To take the test, a customer scrapes the inside of his mouth with a swab and mails it to the laboratory. The lab extracts genetic material from cells on the swab and compiles a digitized DNA map. The customer's DNA markers are then matched with markers common in people from certain parts of the world.
There are two common analyses. One traces a man's paternal lineage by analyzing markers on the Y chromosome that he inherited from his father. The other looks at mitochondrial DNA, which humans inherit from their mothers, to trace maternal ancestry.
Some who use these services hope to find out if they're related to famous people, such as singers Bono or Jimmy Buffett, or to historical figures such as Marie Antoinette or Jesse James. Others, like Winbush, want to fill in gaps in the family tree or find out what part of the world their ancestors hailed from.
However, critics say that these genetic tests are based on questionable scientific assumptions and reveal only a tiny corner of a human's ancestral tapestry.
"At most you're getting 1 percent of your ancestry, genomically speaking," said Harvard's Fullwiley. "What it tells you is a little part of your genome is present in people who live in an area in the present day."
She sees glaring technical problems with the tests. First, they assume that because a genetic marker is common among people living in a particular region today, that population has remained relatively static over time.
Africa is one example of a place where those assumptions might not hold up, Fullwiley said. "Just because we fix these tribes and those tribes in a place doesn't mean they have always been there or haven't changed. Africans were dropped off all over the West Coast of Sierra Leone after slavery was made illegal. There was a lot of mixing that went on."
Even if assumptions about the origins of genetic markers do hold, she said, testing companies use only a small number of markers (paternal and maternal tests each look at 1 percent of possible markers) to tie customers to certain regions and ethnic groups. Because the results offer only a small glimpse of a person's total genetic heritage, consumers should be wary about basing their identity on them, Fullwiley said.
Backers of genetic testing counter that knowing a little is better than knowing nothing. They say tests can offer important clues to help reconstruct family trees.
Genetrack's Wong mentioned one of the company's customers, a 59-year-old man who had been adopted as a child and tracked down his biological family through Genebase.

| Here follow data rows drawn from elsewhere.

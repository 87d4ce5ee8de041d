//! Merkle roots over record fields.
//!
//! Each top-level field becomes one leaf, `sha256("<key>:<canonical value>")`,
//! taken in key order, so the root does not depend on serialization order.
//! Levels are paired left to right; an odd node is paired with itself.

use crate::error::{CryptoError, CryptoResult};
use crate::hashing::{canonical_json, sha256_hex};
use serde::Serialize;
use serde_json::Value;

/// Root over pre-hashed leaves. The root of no leaves is the hash of nothing.
pub fn merkle_root(leaves: &[String]) -> String {
    if leaves.is_empty() {
        return sha256_hex(b"");
    }
    let mut level: Vec<String> = leaves.to_vec();
    while level.len() > 1 {
        level = level
            .chunks(2)
            .map(|pair| {
                let left = &pair[0];
                let right = pair.get(1).unwrap_or(left);
                sha256_hex(format!("{}{}", left, right).as_bytes())
            })
            .collect();
    }
    level.remove(0)
}

/// Leaf hashes for the top-level fields of `value`, excluding `exclude`.
pub fn field_leaves(value: &Value, exclude: &[&str]) -> CryptoResult<Vec<String>> {
    let map = value.as_object().ok_or_else(|| {
        CryptoError::Serialization("merkle input must be a JSON object".to_string())
    })?;
    let mut keys: Vec<&String> = map
        .keys()
        .filter(|key| !exclude.contains(&key.as_str()))
        .collect();
    keys.sort();
    Ok(keys
        .into_iter()
        .map(|key| sha256_hex(format!("{}:{}", key, canonical_json(&map[key.as_str()])).as_bytes()))
        .collect())
}

/// Merkle root over the fields of a serializable record.
pub fn object_merkle_root<T: Serialize + ?Sized>(
    record: &T,
    exclude: &[&str],
) -> CryptoResult<String> {
    let value =
        serde_json::to_value(record).map_err(|e| CryptoError::Serialization(e.to_string()))?;
    Ok(merkle_root(&field_leaves(&value, exclude)?))
}

#[cfg(test)]
mod tests {
    use super::*;
    use serde_json::json;

    #[test]
    fn single_leaf_is_its_own_root() {
        let leaf = sha256_hex(b"x");
        assert_eq!(merkle_root(&[leaf.clone()]), leaf);
    }

    #[test]
    fn odd_leaf_is_paired_with_itself() {
        let leaves: Vec<String> = ["a", "b", "c"].iter().map(|s| sha256_hex(s.as_bytes())).collect();
        let ab = sha256_hex(format!("{}{}", leaves[0], leaves[1]).as_bytes());
        let cc = sha256_hex(format!("{}{}", leaves[2], leaves[2]).as_bytes());
        let expected = sha256_hex(format!("{}{}", ab, cc).as_bytes());
        assert_eq!(merkle_root(&leaves), expected);
    }

    #[test]
    fn excluded_fields_do_not_affect_root() {
        let a = json!({"score": 0.9, "proof": {"signature": "aa"}});
        let b = json!({"score": 0.9, "proof": {"signature": "bb"}});
        assert_eq!(
            object_merkle_root(&a, &["proof"]).unwrap(),
            object_merkle_root(&b, &["proof"]).unwrap()
        );
    }

    #[test]
    fn field_change_changes_root() {
        let a = json!({"score": 0.9, "id": "x"});
        let b = json!({"score": 0.8, "id": "x"});
        assert_ne!(
            object_merkle_root(&a, &[]).unwrap(),
            object_merkle_root(&b, &[]).unwrap()
        );
    }

    #[test]
    fn non_object_input_is_rejected() {
        assert!(object_merkle_root(&json!([1, 2]), &[]).is_err());
    }
}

"He found a man on the network who shared 44 out of 44 genetic markers on his Y chromosome," she said. "He found out there was a baby in the man's family who was put up for adoption 59 years earlier. Turned out he was the man's cousin."
For Winbush, the genetic test and online network bridged a gap between Kentucky and Africa. Using his mother's birth certificate, he had traced his family back to a slave-era plantation near Princeton County, Ky., where his great-great-grandfather was listed in county documents as a "4-year-old mulatto boy."
"The word 'mulatto,'" Winbush said, "was a code word the slave owners used to say that these were my children."
But the records could take Winbush no further, so he decided to see what a genetic test could tell him.
His paternal DNA linked him to the Bubi, a people indigenous to Equatorial Guinea in Central Africa, and his maternal DNA linked him to the Tikar people of Cameroon. He also carried markers common in people of Dutch, French, British and German origin.
"The discovery helped me to locate myself more psychologically," he said. "It's all kind of wrapped up in the idea of locating oneself in history."
In an online forum, he found he shared more than genetic markers with other people of Tikar descent. "They were all very tall people," said the 6-foot-5-inch Winbush.
Now he and his newly discovered - if distant - relatives want to translate their new sense of place into action.
"I've been able to connect with people from all over the country who have taken the test," he said. "We are talking about raising money and going over there and seeing what people need."